"Леонид Андреев. Когда мы, мертвые, пробуждаемся" - читать интересную книгу автора

заспанные глаза; но, что бы они ни делали и где бы они ни были, они все те
же милые, хорошие, живые люди. Они зовут меня к себе из этой ледяной
пустыни, и я помчусь сейчас к ним, потому что я люблю их. Я брошусь в их
объятия, и прижмусь к их теплому сердцу, и буду целовать их светлые,
говорящие глаза. И если те глаза плачут, я поцелуями осушу слезы или сам
заплачу с ними, а если они смеются - пусть звонкий смех мой радостью
вольется в их сердца. Я расскажу им, как я боялся в этой пустыне, под взором
белых мертвых глаз, как белым саваном окутало меня безмолвие - и мрак шел в
мою душу от шерстистых перчаток. Они поймут меня, хорошие, милые люди, и мы
вместе, живые, посмеемся над тем, что мертво. И я помчусь к ним, потому что
я люблю их, потому, что я не мертвый и повинуются мне быстрые коньки мои:
только воздух засвистит, а снежная пыль изовьется по следам, когда пушусь я
в быстрый бег вперед: все вперед, к людям. Звоните же, призывные колокола.
Колокола звонили, и воздух свистел в моих ушах. Вперед к милым, хорошим
людям!
Однако... однако я ведь хотел говорить о том, "Когда мы, мертвые,
пробуждаемся" - как далеко могут увлечь воспоминания! Итак, я был на первом
представлении означенной пьесы и, как и все бывшие в театре, задавался
вопросом, кто такое или что такое - эта загадочная Ирена. Я чувствовал то
недоумение, мучительное и тяжелое, которое волной разливалось по зрительной
зале, и сам мучительно допрашивал и себя и Ибсена: кто же эта загадочная
Ирена? Вдохновение ли, покинувшее художника и при новой поздней встрече в
развалинах нашедшее и душу и талант? Любовь ли это к людям, оставшаяся
неоплодотворенной и жестоко отомстившая за то убийством и самоубийством и
пробудившая мертвецов только на миг, только для того, чтобы сказать: мы
никогда не жили? Сама ли жизнь наконец, требующая для себя не созерцания
только, а полного обладания, жаждущая не только видеть свое изображение
иссеченным в мертвом мраморе, но творить живых детей? Грозная ли это
совесть, отринутое ли божество, имеющее свой алтарь в каждом человеческом
сердце?
Кто же Ирена? И я искал ответа и, кажется, нашел его. Я знаю, что он не
будет убедителен. Более того, он будет, пожалуй, смешон. Ирена - это Ирена.

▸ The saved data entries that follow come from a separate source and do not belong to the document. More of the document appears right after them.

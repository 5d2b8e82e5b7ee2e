//! Serializable views of domain values for JSON output.

use chrono::NaiveDateTime;
use serde::Serialize;

use crate::domain::{Availability, Fare, JapanHoliday, Journey, Leg, SeatType, Station, TicketType};
use crate::extract::DroppedBlock;

/// A journey in output form.
#[derive(Debug, Serialize)]
pub struct JourneyDto {
    /// Departure time (YYYY-MM-DD HH:MM)
    pub departure_time: String,

    /// Arrival time (YYYY-MM-DD HH:MM)
    pub arrival_time: String,

    /// Total time including changes
    pub duration_mins: i64,

    /// Distance in kilometres
    pub distance_km: f64,

    /// Number of changes
    pub transfers: usize,

    pub legs: Vec<LegDto>,
    pub fares: Vec<FareDto>,
}

/// One train ride within a journey.
#[derive(Debug, Serialize)]
pub struct LegDto {
    pub sequence: usize,
    pub train_name: String,
    pub departure_station: StationDto,
    pub departure_time: String,
    pub arrival_station: StationDto,
    pub arrival_time: String,
    pub duration_mins: i64,
}

/// A fare option for a journey.
#[derive(Debug, Serialize)]
pub struct FareDto {
    /// GREEN, SPECIFIC, FREE or NORMAL
    pub seat_type: &'static str,

    /// NORMAL, E_TICKET or NET_TICKET
    pub ticket_type: &'static str,

    /// AVAILABLE, SOME or FULL
    pub availability: &'static str,

    /// Price in yen
    pub price: u32,
}

/// A station name and code.
#[derive(Debug, Serialize)]
pub struct StationDto {
    pub name: String,
    pub code: String,
}

/// A public holiday.
#[derive(Debug, Serialize)]
pub struct HolidayDto {
    /// Date (YYYY-MM-DD)
    pub date: String,
    pub name: String,
}

/// A results page block that did not become a journey.
#[derive(Debug, Serialize)]
pub struct DroppedBlockDto {
    pub index: usize,
    pub reason: String,
}

/// Format a timestamp as YYYY-MM-DD HH:MM.
fn format_datetime(dt: &NaiveDateTime) -> String {
    dt.format("%Y-%m-%d %H:%M").to_string()
}

impl JourneyDto {
    /// Create from a domain Journey.
    pub fn from_journey(journey: &Journey) -> Self {
        Self {
            departure_time: format_datetime(&journey.departure_time()),
            arrival_time: format_datetime(&journey.arrival_time()),
            duration_mins: journey.duration().num_minutes(),
            distance_km: journey.distance(),
            transfers: journey.transfer_count(),
            legs: journey.legs().iter().map(LegDto::from_leg).collect(),
            fares: journey.fares().iter().map(FareDto::from_fare).collect(),
        }
    }
}

impl LegDto {
    /// Create from a domain Leg.
    pub fn from_leg(leg: &Leg) -> Self {
        Self {
            sequence: leg.sequence(),
            train_name: leg.train_name().to_string(),
            departure_station: StationDto::from_station(leg.departure_station()),
            departure_time: format_datetime(&leg.departure_time()),
            arrival_station: StationDto::from_station(leg.arrival_station()),
            arrival_time: format_datetime(&leg.arrival_time()),
            duration_mins: leg.duration().num_minutes(),
        }
    }
}

impl FareDto {
    /// Create from a domain Fare.
    pub fn from_fare(fare: &Fare) -> Self {
        let seat_type = match fare.seat_type() {
            SeatType::Green => "GREEN",
            SeatType::Specific => "SPECIFIC",
            SeatType::Free => "FREE",
            SeatType::Normal => "NORMAL",
        };
        let ticket_type = match fare.ticket_type() {
            TicketType::Normal => "NORMAL",
            TicketType::ETicket => "E_TICKET",
            TicketType::NetTicket => "NET_TICKET",
        };
        let availability = match fare.availability() {
            Availability::Available => "AVAILABLE",
            Availability::Some => "SOME",
            Availability::Full => "FULL",
        };

        Self {
            seat_type,
            ticket_type,
            availability,
            price: fare.price(),
        }
    }
}

impl StationDto {
    pub fn from_station(station: &Station) -> Self {
        Self {
            name: station.name().to_string(),
            code: station.code().as_str().to_string(),
        }
    }
}

impl HolidayDto {
    pub fn from_holiday(holiday: &JapanHoliday) -> Self {
        Self {
            date: holiday.date().format("%Y-%m-%d").to_string(),
            name: holiday.name().to_string(),
        }
    }
}

impl DroppedBlockDto {
    pub fn from_dropped(dropped: &DroppedBlock) -> Self {
        Self {
            index: dropped.index,
            reason: dropped.reason.to_string(),
        }
    }
}
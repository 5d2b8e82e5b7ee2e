//! Field interpreters.
//!
//! Pure functions that turn raw page text into typed values. Every
//! interpreter except the time-of-day parser is total: unrecognised input
//! falls back to a fixed default.

use chrono::{Datelike, Duration, Local, NaiveDate, NaiveDateTime, NaiveTime};
use once_cell::sync::Lazy;
use regex::Regex;

use crate::domain::{Availability, SearchQuery, SeatType};

static MONTH_DAY: Lazy<Regex> = Lazy::new(|| Regex::new(r"(\d+)月(\d+)日").expect("valid date pattern"));
static KILOMETRES: Lazy<Regex> = Lazy::new(|| Regex::new(r"([\d.]+)Km").expect("valid distance pattern"));
static TIME_OF_DAY: Lazy<Regex> =
    Lazy::new(|| Regex::new(r"(\d{1,2})[:：](\d{2})").expect("valid time pattern"));

/// How far from the anchor a month/day may resolve, in days.
const MAX_DATE_DISTANCE_DAYS: i64 = 183;

/// Error from interpreting a field that has no sensible default.
#[derive(Debug, Clone, PartialEq, Eq, thiserror::Error)]
pub enum InterpretError {
    /// No `HH:MM` time of day in the text
    #[error("no time of day in {0:?}")]
    InvalidTime(String),
}

/// Supplies the year for month/day-only dates on the results page.
///
/// The page prints ride dates as `12月2日` without a year. The year is
/// taken from an anchor date (normally the query's search date): of the
/// anchor's year and its neighbours, the one putting the ride date closest
/// to the anchor wins, so a search on 30 December resolves `1月2日` to the
/// following January.
#[derive(Debug, Clone, Copy, PartialEq, Eq)]
pub struct DateContext {
    anchor: NaiveDate,
    fallback: NaiveDate,
}

impl DateContext {
    /// Creates a context with an explicit anchor and fallback date.
    pub fn new(anchor: NaiveDate, fallback: NaiveDate) -> Self {
        Self { anchor, fallback }
    }

    /// Anchors on today's local date.
    pub fn today() -> Self {
        let today = Local::now().date_naive();
        Self::new(today, today)
    }

    /// Anchors on the query's search date; unreadable dates fall back to today.
    pub fn for_query(query: &SearchQuery) -> Self {
        Self::new(query.search_datetime().date(), Local::now().date_naive())
    }

    /// Resolves a month/day to the nearest matching date around the anchor.
    pub fn resolve(&self, month: u32, day: u32) -> Option<NaiveDate> {
        let year = self.anchor.year();
        [year - 1, year, year + 1]
            .into_iter()
            .filter_map(|y| NaiveDate::from_ymd_opt(y, month, day))
            .map(|date| (date, (date - self.anchor).num_days().abs()))
            .filter(|(_, distance)| *distance <= MAX_DATE_DISTANCE_DAYS)
            .min_by_key(|(_, distance)| *distance)
            .map(|(date, _)| date)
    }
}

/// Parse the first `<month>月<day>日` in the text.
///
/// Falls back to the context's fallback date when nothing matches or the
/// month/day is impossible.
pub fn parse_date(text: &str, context: &DateContext) -> NaiveDate {
    MONTH_DAY
        .captures(text)
        .and_then(|caps| {
            let month = caps[1].parse().ok()?;
            let day = caps[2].parse().ok()?;
            context.resolve(month, day)
        })
        .unwrap_or(context.fallback)
}

/// Parse the first `<number>Km` in the text; `0.0` when absent.
pub fn parse_distance(text: &str) -> f64 {
    KILOMETRES
        .captures(text)
        .and_then(|caps| caps[1].parse().ok())
        .unwrap_or(0.0)
}

/// Parse a yen price such as `11,190円`; `0` when unreadable.
pub fn parse_price(text: &str) -> u32 {
    let digits: String = text
        .chars()
        .filter(|c| !matches!(c, ',' | '，' | '円' | '¥' | '￥'))
        .collect();
    digits.trim().parse().unwrap_or(0)
}

/// Map a status glyph to availability. Unknown glyphs count as full.
pub fn parse_availability(text: &str) -> Availability {
    match text.trim() {
        "○" => Availability::Available,
        "△" => Availability::Some,
        "×" => Availability::Full,
        _ => Availability::Full,
    }
}

/// Map a seat label to a seat class, checking green car first.
pub fn parse_seat_type(text: &str) -> SeatType {
    if text.contains("グリーン車") {
        SeatType::Green
    } else if text.contains("指定席") {
        SeatType::Specific
    } else if text.contains("自由席") {
        SeatType::Free
    } else {
        SeatType::Normal
    }
}

/// Parse the first `H:MM` or `HH:MM` in the text.
pub fn parse_time_of_day(text: &str) -> Result<NaiveTime, InterpretError> {
    TIME_OF_DAY
        .captures(text)
        .and_then(|caps| {
            let hour = caps[1].parse().ok()?;
            let minute = caps[2].parse().ok()?;
            NaiveTime::from_hms_opt(hour, minute, 0)
        })
        .ok_or_else(|| InterpretError::InvalidTime(text.to_string()))
}

/// Combine a ride date with departure and arrival times of day.
///
/// An arrival earlier than the departure is an overnight ride and lands on
/// the following day.
pub fn ride_times(
    date: NaiveDate,
    departure: &str,
    arrival: &str,
) -> Result<(NaiveDateTime, NaiveDateTime), InterpretError> {
    let departs = date.and_time(parse_time_of_day(departure)?);
    let mut arrives = date.and_time(parse_time_of_day(arrival)?);
    if arrives < departs {
        arrives += Duration::days(1);
    }
    Ok((departs, arrives))
}


#[cfg(test)]
mod proptests {
    use super::*;
    use proptest::prelude::*;

    proptest! {
        /// Formatted prices parse back to the same amount
        #[test]
        fn formatted_price_roundtrip(price in 0u32..10_000_000) {
            let digits = price.to_string();
            let mut grouped = String::new();
            for (i, c) in digits.chars().enumerate() {
                if i > 0 && (digits.len() - i) % 3 == 0 {
                    grouped.push(',');
                }
                grouped.push(c);
            }
            prop_assert_eq!(parse_price(&format!("{grouped}円")), price);
        }

        /// Arrival never precedes departure and rolls at most one day
        #[test]
        fn ride_times_are_ordered(dh in 0u32..24, dm in 0u32..60, ah in 0u32..24, am in 0u32..60) {
            let date = NaiveDate::from_ymd_opt(2025, 12, 2).unwrap();
            let (dep, arr) = ride_times(date, &format!("{dh:02}:{dm:02}"), &format!("{ah:02}:{am:02}")).unwrap();
            prop_assert!(arr >= dep);
            prop_assert!(arr - dep < Duration::days(1));
        }

        /// Interpreters never panic on arbitrary text
        #[test]
        fn total_on_arbitrary_text(s in "\\PC*") {
            let ctx = DateContext::new(
                NaiveDate::from_ymd_opt(2025, 12, 1).unwrap(),
                NaiveDate::from_ymd_opt(2025, 12, 1).unwrap(),
            );
            let _ = parse_date(&s, &ctx);
            prop_assert!(parse_distance(&s) >= 0.0);
            let _ = parse_price(&s);
            let _ = parse_availability(&s);
            let _ = parse_seat_type(&s);
            let _ = parse_time_of_day(&s);
        }
    }
}
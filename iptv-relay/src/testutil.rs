//! Throw-away HTTP upstreams for tests.

use std::net::SocketAddr;

use axum::Router;
use tokio::net::TcpListener;

/// Serve `router` on an ephemeral local port.
pub async fn spawn_upstream(router: Router) -> SocketAddr {
    let listener = TcpListener::bind("127.0.0.1:0").await.unwrap();
    let addr = listener.local_addr().unwrap();
    tokio::spawn(async move {
        axum::serve(listener, router).await.unwrap();
    });
    addr
}

/// URL on a local port that refuses connections.
pub async fn closed_port_url() -> String {
    let listener = TcpListener::bind("127.0.0.1:0").await.unwrap();
    let addr = listener.local_addr().unwrap();
    drop(listener);
    format!("http://{}/stream.m3u8", addr)
}
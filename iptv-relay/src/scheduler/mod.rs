//! Scheduled task management for iptv-relay.
//!
//! This module provides:
//! - [`ScoringScheduler`]: Periodic source scoring scheduler

pub mod scoring_scheduler;

pub use scoring_scheduler::{ScoringScheduler, ScoringSchedulerConfig};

Странное явление. Почти все признают ибсеновский эпилог символическим
произведением, и почти все требуют: объясните мне, что это значит, и притом
объясните покороче. Постарайтесь даже одним словом объяснить: Ирена,
дескать, это то-то; Майя - то-то. Думают, что символ - это что-то вроде
домино: снял домино - и под ним знакомый Иван Иванович или друг Петр
Петрович. Полагают, что символическое произведение - это что-то вроде
веселенького домашнего маскарада: кто козой наряжен, а кто монахом, но к
ужину все снимут маски, и тогда к общей радости окажется, что коза - это
Марья Петровна, а монах вечный шутник Иван Иванович. Глубоко убеждены, что
символами художник хотел только подразнить любопытство и помучить, а если
прийти к нему и по чести его попросить: г-н Ибсен, растолкуйте мне,
пожалуйста, что это за ахинею вы написали, то г. Ибсен сейчас все так по
пальцам и разложит. И если им сказать, что Ибсен так же компетентен
растолковать свое творение, как и я, они даже засмеют: помилуйте, сам писал,
да растолковать не может? Да, именно не может.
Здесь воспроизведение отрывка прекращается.